__What the task asks__. As soon as the line containing "use super::read::read_with_progress;" appears in the material below, start returning lines exactly, and end with the line containing "compare(&data, &readback, start)?;".
========
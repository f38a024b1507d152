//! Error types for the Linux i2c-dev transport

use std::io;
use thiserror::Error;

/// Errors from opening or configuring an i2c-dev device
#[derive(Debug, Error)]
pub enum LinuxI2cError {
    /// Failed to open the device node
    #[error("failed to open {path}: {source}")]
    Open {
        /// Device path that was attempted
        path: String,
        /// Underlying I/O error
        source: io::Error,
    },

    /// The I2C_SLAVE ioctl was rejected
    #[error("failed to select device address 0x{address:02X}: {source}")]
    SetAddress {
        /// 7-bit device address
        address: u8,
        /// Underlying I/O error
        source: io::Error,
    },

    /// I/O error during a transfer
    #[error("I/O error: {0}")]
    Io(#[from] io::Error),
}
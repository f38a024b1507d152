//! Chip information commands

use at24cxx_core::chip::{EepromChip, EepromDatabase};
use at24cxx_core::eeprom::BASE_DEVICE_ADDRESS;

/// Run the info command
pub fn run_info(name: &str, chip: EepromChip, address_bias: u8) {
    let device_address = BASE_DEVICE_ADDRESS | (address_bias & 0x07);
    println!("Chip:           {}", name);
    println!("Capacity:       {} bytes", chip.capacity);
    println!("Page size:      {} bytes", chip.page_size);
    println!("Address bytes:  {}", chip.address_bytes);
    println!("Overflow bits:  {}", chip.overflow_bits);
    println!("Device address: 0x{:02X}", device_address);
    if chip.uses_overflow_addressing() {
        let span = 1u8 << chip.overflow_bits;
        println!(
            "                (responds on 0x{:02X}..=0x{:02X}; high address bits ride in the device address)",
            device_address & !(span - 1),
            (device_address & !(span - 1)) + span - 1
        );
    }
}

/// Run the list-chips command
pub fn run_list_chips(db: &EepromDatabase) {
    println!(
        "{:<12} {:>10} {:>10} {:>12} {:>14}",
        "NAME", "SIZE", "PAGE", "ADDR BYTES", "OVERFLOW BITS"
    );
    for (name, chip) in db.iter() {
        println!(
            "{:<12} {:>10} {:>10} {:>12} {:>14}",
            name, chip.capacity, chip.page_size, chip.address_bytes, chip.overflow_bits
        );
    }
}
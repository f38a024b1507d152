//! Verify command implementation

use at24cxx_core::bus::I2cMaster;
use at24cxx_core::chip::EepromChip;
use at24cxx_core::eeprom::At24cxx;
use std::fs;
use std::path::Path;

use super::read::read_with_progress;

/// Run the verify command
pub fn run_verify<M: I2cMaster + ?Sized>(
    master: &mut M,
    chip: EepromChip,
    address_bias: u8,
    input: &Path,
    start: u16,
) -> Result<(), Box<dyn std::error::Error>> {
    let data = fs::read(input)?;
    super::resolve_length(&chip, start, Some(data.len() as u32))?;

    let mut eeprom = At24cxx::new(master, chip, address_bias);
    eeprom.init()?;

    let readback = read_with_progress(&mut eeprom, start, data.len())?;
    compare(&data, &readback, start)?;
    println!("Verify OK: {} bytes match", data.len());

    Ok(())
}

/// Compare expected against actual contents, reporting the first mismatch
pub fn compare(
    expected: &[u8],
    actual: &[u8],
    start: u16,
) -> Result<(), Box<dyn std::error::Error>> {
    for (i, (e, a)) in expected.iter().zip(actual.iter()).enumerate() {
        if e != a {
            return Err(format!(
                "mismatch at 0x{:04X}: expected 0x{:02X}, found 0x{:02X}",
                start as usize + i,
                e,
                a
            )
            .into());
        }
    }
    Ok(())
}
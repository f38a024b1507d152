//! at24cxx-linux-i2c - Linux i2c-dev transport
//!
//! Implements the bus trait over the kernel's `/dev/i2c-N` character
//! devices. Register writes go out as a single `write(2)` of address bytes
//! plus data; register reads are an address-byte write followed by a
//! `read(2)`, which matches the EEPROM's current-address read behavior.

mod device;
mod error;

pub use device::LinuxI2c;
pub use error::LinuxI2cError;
========
__Exercise result__.
use super::read::read_with_progress;

/// Run the verify command
pub fn run_verify<M: I2cMaster + ?Sized>(
    master: &mut M,
    chip: EepromChip,
    address_bias: u8,
    input: &Path,
    start: u16,
) -> Result<(), Box<dyn std::error::Error>> {
    let data = fs::read(input)?;
    super::resolve_length(&chip, start, Some(data.len() as u32))?;

    let mut eeprom = At24cxx::new(master, chip, address_bias);
    eeprom.init()?;

    let readback = read_with_progress(&mut eeprom, start, data.len())?;
    compare(&data, &readback, start)?;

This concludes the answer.